SUPPLIED DATA ::
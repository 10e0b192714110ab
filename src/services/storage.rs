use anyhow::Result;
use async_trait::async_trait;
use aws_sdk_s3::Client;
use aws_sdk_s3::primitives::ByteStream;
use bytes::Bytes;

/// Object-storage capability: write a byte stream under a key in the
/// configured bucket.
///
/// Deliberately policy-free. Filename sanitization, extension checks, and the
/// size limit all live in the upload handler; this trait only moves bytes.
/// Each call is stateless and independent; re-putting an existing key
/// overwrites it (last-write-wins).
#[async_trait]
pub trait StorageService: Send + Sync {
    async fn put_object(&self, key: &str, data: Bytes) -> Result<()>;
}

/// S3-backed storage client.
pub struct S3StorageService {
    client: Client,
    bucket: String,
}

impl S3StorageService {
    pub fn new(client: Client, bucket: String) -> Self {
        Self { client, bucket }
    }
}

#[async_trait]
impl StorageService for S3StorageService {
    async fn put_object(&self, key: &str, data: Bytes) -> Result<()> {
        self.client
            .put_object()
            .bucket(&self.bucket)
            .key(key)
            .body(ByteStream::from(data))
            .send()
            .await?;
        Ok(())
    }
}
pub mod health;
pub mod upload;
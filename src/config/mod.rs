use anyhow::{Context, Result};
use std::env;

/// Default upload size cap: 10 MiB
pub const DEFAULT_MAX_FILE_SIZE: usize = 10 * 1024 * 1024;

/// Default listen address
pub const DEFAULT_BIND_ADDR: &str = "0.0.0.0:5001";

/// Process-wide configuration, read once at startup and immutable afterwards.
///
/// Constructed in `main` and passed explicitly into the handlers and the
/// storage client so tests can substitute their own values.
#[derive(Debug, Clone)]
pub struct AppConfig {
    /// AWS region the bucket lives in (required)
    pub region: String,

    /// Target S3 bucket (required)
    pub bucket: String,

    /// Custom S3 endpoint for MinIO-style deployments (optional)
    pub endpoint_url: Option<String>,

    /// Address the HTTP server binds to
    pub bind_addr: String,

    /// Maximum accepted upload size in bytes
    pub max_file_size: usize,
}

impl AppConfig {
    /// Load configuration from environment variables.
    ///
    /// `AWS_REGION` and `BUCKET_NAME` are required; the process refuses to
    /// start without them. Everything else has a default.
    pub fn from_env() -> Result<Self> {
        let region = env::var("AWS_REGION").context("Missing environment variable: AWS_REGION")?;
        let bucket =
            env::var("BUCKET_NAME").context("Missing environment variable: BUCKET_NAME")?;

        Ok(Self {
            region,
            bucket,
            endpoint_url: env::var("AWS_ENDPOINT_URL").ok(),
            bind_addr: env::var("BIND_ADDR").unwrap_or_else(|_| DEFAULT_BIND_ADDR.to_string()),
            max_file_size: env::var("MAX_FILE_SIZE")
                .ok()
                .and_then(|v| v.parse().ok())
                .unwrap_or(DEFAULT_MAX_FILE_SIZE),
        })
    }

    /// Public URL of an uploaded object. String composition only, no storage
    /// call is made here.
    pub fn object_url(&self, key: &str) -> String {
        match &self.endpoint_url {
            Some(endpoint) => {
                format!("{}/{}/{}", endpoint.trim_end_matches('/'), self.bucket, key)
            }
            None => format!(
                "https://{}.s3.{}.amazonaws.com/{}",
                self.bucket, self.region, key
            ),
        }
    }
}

AIM OF THE EXERCISE ::
Go through the listing above and list every line that has the word "format".

ANSWER SPACE ::
                format!("{}/{}/{}", endpoint.trim_end_matches('/'), self.bucket, key)
            None => format!(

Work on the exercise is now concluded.